Things really do appear to have come full circle for a certain Kelly Rowland.
It’s almost 4 years to the day that the songbird unleashed her sophomore set ‘Ms. Kelly’ on the marketplace. As history goes; political and managerial mishaps unfortunately sunk that ship. As such, Rowland was seemingly cast to a fate as the lesser child of Destiny.Array
Fast forward to today, and the climate looks altogether different for the singer. Having severed ties with manager Mathew Knowles in 2009, her career has climbed from strength to strength. Indeed, the time since then has seen her notch up heightened success Internationally, land a role as a judge on the UK’s X Factor, and – perhaps most notably – score her biggest Stateside hit to date with the sizzling ‘Motivation’.
Hoping to legitimate this success, the 30 year old lined up an all-star cast of songwriters and producers to craft her third studio album ‘Here I Am’.

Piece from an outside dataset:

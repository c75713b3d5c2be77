//! Dataset loaders

mod json_loader;

pub use json_loader::JsonDatasetLoader;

With past efforts not hitting the commercial strides they, perhaps, should have, will it be third time lucky for the songstress?
If the album’s declarative opener, ‘I’m Dat Chick’, is anything to go by, then the answer should be a resounding ‘yes’. Boasting sass in abundance, the Tricky Stewart banger is everything the opening track on an LP of this magnitude needed to be. Assertive, confident, and laced in swag. A fitting re-introduction to Rowland – the Solo Star.
‘Solo Star’ being a title she truly cements on standout cuts ‘Turn It Up’ and ‘Feeling Me Right Now’. Produced by Rodney ‘Darkchild’ Jerkins, the former serves up a pulsating 808, lush layered vocals, and is undeniably dancefloor destined. What’s more, it does what few up-tempo’s in the contemporary climate are concerned with – relays a palatable narrative. “I can tell the whole world now, that I had no idea you were loving her”, Rowland sings as she reminisces on a love gone wrong. A home-run if she’s ever hit one.
Elsewhere, the piano led ode-to-self ‘Feeling Me Right Now’ easily serves as one of the best songs the budding diva has recorded to date. For, with its sophist use of similes and metaphors, the Rico Love/Earl E produced track bests similar themed cuts – which far too often take the literal approach to self-empowerment. “I just want you close, close, nearer, I been watching you all night up in my mirror. I’m feeling me right now” she sings. Single treatment is imperative.
As is recognition of the sensual mid-tempo ‘All of the Night’. Produced by The Runners, the winner of a track sees Rowland veer further into tasteful ‘baby-making’ territory. A staple of any solid R&B effort.
Ironically, the album’s biggest strength (commercial appeal) ultimately serves as somewhat of an Achilles’ heel. For nowhere present is the moody, seduction which dripped from innovative lead single ‘Motivation’. Rather, the record instead boasts many a track clearly crafted (almost too-consciously) with radio in mind. Case, point, example, the Hitboy produced, Big Sean assisted ‘Lay It On Me’.
Though lacking a taxing vocal, ‘Lay’ however compensates with a friendly melody, hooks by the bucketload, and enough ‘eh eh’s’, ‘oh-oh’s’, and ‘so-lo’s’ to justify its selection as the project’s latest single.
Similarly, ‘Work It Man’ is an Urban and Rhythmic hit-in-waiting. Yet with its title and moreover Rowland’s history with its producer Darkchild (see: ‘Lose My Breath’ and even this LP’s ‘Turn It Up’), one could be forgiven anticipating something with more umph. Both vocally and production-wise.
‘Here I Am’, then, (from a lyrical and production standpoint) doesn’t wholly do what it says on the tin: tell us exactly who Kelly Rowland is. (An age-old issue for LP’s with such prolific titles).
However, in an ever-crowded marketplace, what the album does do exceptionally well is place Rowland at the epicenter of what’s current, trendy, and fresh. A path well-treaded on by chart contemporaries such as Rihanna, who when successful, are afforded the opportunity to ‘up the edgy’ on later releases. A point which makes the LP’s closing tracks – Dance duo ‘Commander’ and the RedOne produced ‘Down For Whatever’ – seem less out of place, and perhaps an indication of what’s to come. Or at the simplest of levels, a sample of what else she is capable of.
As such, with ‘Here I Am’, Rowland positions herself as a viable chart force, while also whetting our appetite for (what is hoped will be) a less ‘safe’ product next go round.